Bonny "Mack" Rice (November 10, 1933 – June 27, 2016), sometimes credited as Sir Mack Rice, was an American songwriter and singer. His best-known composition and biggest hit as a solo performer was "Mustang Sally". He also wrote "Respect Yourself" with Luther Ingram.

==Life and career==
Rice was born in Clarksdale, Mississippi. In 1950, his family moved to Detroit, Michigan, where he began his work in the R&B field, performing with the Five Scalders in 1956. From 1957–63, he performed with the Falcons, a group whose members included Eddie Floyd, Wilson Pickett and Joe Stubbs. He performed as a solo vocalist in the years to follow, but his biggest successes were as songwriter for other artists on labels like Stax and others in the 1960s and following decades. He began his solo vocalist career at Stax in 1967, recording on Atco Records beginning in 1968. Rice is one of the few musicians whose career touched both Motown and Stax Records.

As a solo recording artist, he had two chart hits: "Mustang Sally", which reached number 15 on the Billboard R&B chart in 1965, and "Coal Man", which reached number 48 on the soul music chart in 1969.

==Songwriter==
Rice's biggest success was as a songwriter. Besides "Mustang Sally", which also became a major hit for Wilson Pickett in 1966, and "Respect Yourself", a hit for the Staple Singers, his other songs include "Betcha Can't Kiss Me (Just One Time)", "Cheaper to Keep Her", "Cadillac Assembly Line", "Money Talks", "Cold Women With Warm Hearts", "Do the Funky Penguin, Pt. 1", "It Sho Ain't Me", and "Santa Claus Wants Some Lovin'". His compositions have been performed by many well-known artists, including the Staple Singers, Ike and Tina Turner, Albert King, Johnnie Taylor, Joe Cocker, Shirley Brown, Rufus Thomas, Etta James, Billy Eckstine, Eddie Floyd, Buddy Guy, The Rascals, The Kingsmen, Wilson Pickett, Albert Collins, Busta Rhymes, Lynyrd Skynyrd, Otis Clay and The Blues Brothers (in Blues Brothers 2000).

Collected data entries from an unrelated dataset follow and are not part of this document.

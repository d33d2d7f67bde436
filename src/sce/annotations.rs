use crate::sce::SceError;

#[derive(Debug, Clone, PartialEq)]
pub enum ColumnData {
    Numeric(Vec<f64>),
    Logical(Vec<bool>),
    Categorical(Vec<String>),
}

impl ColumnData {
    pub fn len(&self) -> usize {
        match self {
            ColumnData::Numeric(v) => v.len(),
            ColumnData::Logical(v) => v.len(),
            ColumnData::Categorical(v) => v.len(),
        }
    }

    pub fn is_empty(&self) -> bool {
        self.len() == 0
    }

    pub fn kind(&self) -> &'static str {
        match self {
            ColumnData::Numeric(_) => "numeric",
            ColumnData::Logical(_) => "logical",
            ColumnData::Categorical(_) => "categorical",
        }
    }

    pub fn as_numeric(&self) -> Option<&[f64]> {
        match self {
            ColumnData::Numeric(v) => Some(v),
            _ => None,
        }
    }

    pub fn as_logical(&self) -> Option<&[bool]> {
        match self {
            ColumnData::Logical(v) => Some(v),
            _ => None,
        }
    }

    /// Text form of one entry, as written to TSV reports.
    pub fn display_at(&self, i: usize) -> String {
        match self {
            ColumnData::Numeric(v) => fmt_num(v[i]),
            ColumnData::Logical(v) => {
                if v[i] {
                    "TRUE".to_string()
                } else {
                    "FALSE".to_string()
                }
            }
            ColumnData::Categorical(v) => v[i].clone(),
        }
    }

    /// Level labels for discrete use; numeric columns are not discrete.
    pub fn labels(&self) -> Option<Vec<String>> {
        match self {
            ColumnData::Numeric(_) => None,
            ColumnData::Logical(v) => Some(
                v.iter()
                    .map(|b| if *b { "TRUE" } else { "FALSE" }.to_string())
                    .collect(),
            ),
            ColumnData::Categorical(v) => Some(v.clone()),
        }
    }

    /// Parses raw text values: numeric when every non-empty value is a
    /// number, otherwise categorical. Empty numeric entries become NaN.
    pub fn infer(raw: Vec<String>) -> Self {
        let mut parsed = Vec::with_capacity(raw.len());
        for value in &raw {
            let trimmed = value.trim();
            if trimmed.is_empty() || trimmed == "NA" {
                parsed.push(f64::NAN);
                continue;
            }
            match trimmed.parse::<f64>() {
                Ok(v) => parsed.push(v),
                Err(_) => return ColumnData::Categorical(raw),
            }
        }
        if parsed.iter().all(|v| v.is_nan()) {
            return ColumnData::Categorical(raw);
        }
        ColumnData::Numeric(parsed)
    }
}

pub fn fmt_num(v: f64) -> String {
    if !v.is_finite() {
        return "NA".to_string();
    }
    if v.fract() == 0.0 && v.abs() < 1e15 {
        format!("{}", v as i64)
    } else {
        format!("{:.6}", v)
    }
}

/// Ordered, equal-length named columns (per-cell or per-feature metadata).
#[derive(Debug, Clone, PartialEq)]
pub struct Annotations {
    n: usize,
    columns: Vec<(String, ColumnData)>,
}

impl Annotations {
    pub fn new(n: usize) -> Self {
        Self {
            n,
            columns: Vec::new(),
        }
    }

    pub fn len(&self) -> usize {
        self.n
    }

    pub fn is_empty(&self) -> bool {
        self.n == 0
    }

    pub fn n_columns(&self) -> usize {
        self.columns.len()
    }

    /// Inserts a column, replacing one of the same name in place.
    pub fn insert(&mut self, name: &str, data: ColumnData) -> Result<(), SceError> {
        if data.len() != self.n {
            return Err(SceError::ColumnLength {
                name: name.to_string(),
                expected: self.n,
                found: data.len(),
            });
        }
        if let Some(slot) = self.columns.iter_mut().find(|(n, _)| n == name) {
            slot.1 = data;
        } else {
            self.columns.push((name.to_string(), data));
        }
        Ok(())
    }

    pub fn get(&self, name: &str) -> Option<&ColumnData> {
        self.columns.iter().find(|(n, _)| n == name).map(|(_, d)| d)
    }

    pub fn contains(&self, name: &str) -> bool {
        self.get(name).is_some()
    }

    pub fn names(&self) -> impl Iterator<Item = &str> {
        self.columns.iter().map(|(n, _)| n.as_str())
    }

    pub fn iter(&self) -> impl Iterator<Item = (&str, &ColumnData)> {
        self.columns.iter().map(|(n, d)| (n.as_str(), d))
    }
}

=== Chart hits and other notable songs written by Mack Rice ===

| Year | Song | Original artist | ^{U.S. Pop} | ^{U.S. R&B} | ^{UK Singles Chart} | Other notable versions, and notes |
| 1963 | "Take This Love I've Got" | The Falcons | - | - | - | Written by Eddie Floyd, Mack Rice, and Wilson Pickett |
| 1965 | "Mustang Sally" | Mack Rice | - | 15 | - | 1966: Wilson Pickett, #23 US, #6 R&B |
| 1966 | ""Betcha Can't Kiss Me (Just One Time)" | Ike & Tina Turner | - | - | - |  |
| 1967 | "Got to Be On (The Case)" | Johnnie Mae Matthews | - | - | - | Written by Mack Rice, Johnny Gibson, and Carlis Monroe |
| "I Call You Lover But You Ain't Nothin' But a Tramp" | Margie Hendrix | - | - | - |  |
| "Sophisticated Sissy" | Rufus Thomas | - | 43 | - | Written by Isaac Hayes, David Porter, Mack Rice, and Joe Shamwell |
| 1968 | "The Memphis Train" | Rufus Thomas | - | - | - | Written by Rufus Thomas, Mack Rice, and Willie Sparks |
| "You Got to Change (Your Evil Ways)" | Leah Dawson | - | - | - |  |
| 1969 | "Coal Man" | Mack Rice | - | 48 | - |  |
| 1971 | "Blood is Thicker Than Water" | Eddie Floyd | - | 33 | - | Written by Steve Cropper, Eddie Floyd, and Mack Rice |
| "Do the Funky Penguin" | Rufus Thomas | 44 | 11 | - | Written by Jo Bridges, Rufus Thomas, Mack Rice, and Joe Nixon |
| "I Can Smell That Funky Music" | Eric Mercury | - | - | - | Written by Steve Cropper, Eddie Floyd, and Mack Rice#30 Canada |
| "Respect Yourself" | The Staple Singers | 12 | 2 | - | Written by Luther Ingram and Mack Rice1984: Kane Gang #21 UK 1987: Bruce Willis #5 US, #20 R&B, #7 UK |
| 1973 | "Cheaper to Keep Her" | Johnnie Taylor | 15 | 2 | - |  |
| 1974 | "Santa Claus Wants Some Lovin'" | Albert King | - | - | - |  |
| 1976 | "Cadillac Assembly Line" | Albert King | - | 40 | - |  |

==Later years and death==

In 1992, backed by the soul band The Dynatones, Rice released his first solo album, Right Now on Blue Suit Records. On it he reprised a number of his hit songs along with a mixture of new tunes.

Rice continued to live in the Detroit area. He died at home in Detroit on June 27, 2016, aged 82, from complications of Alzheimer's disease.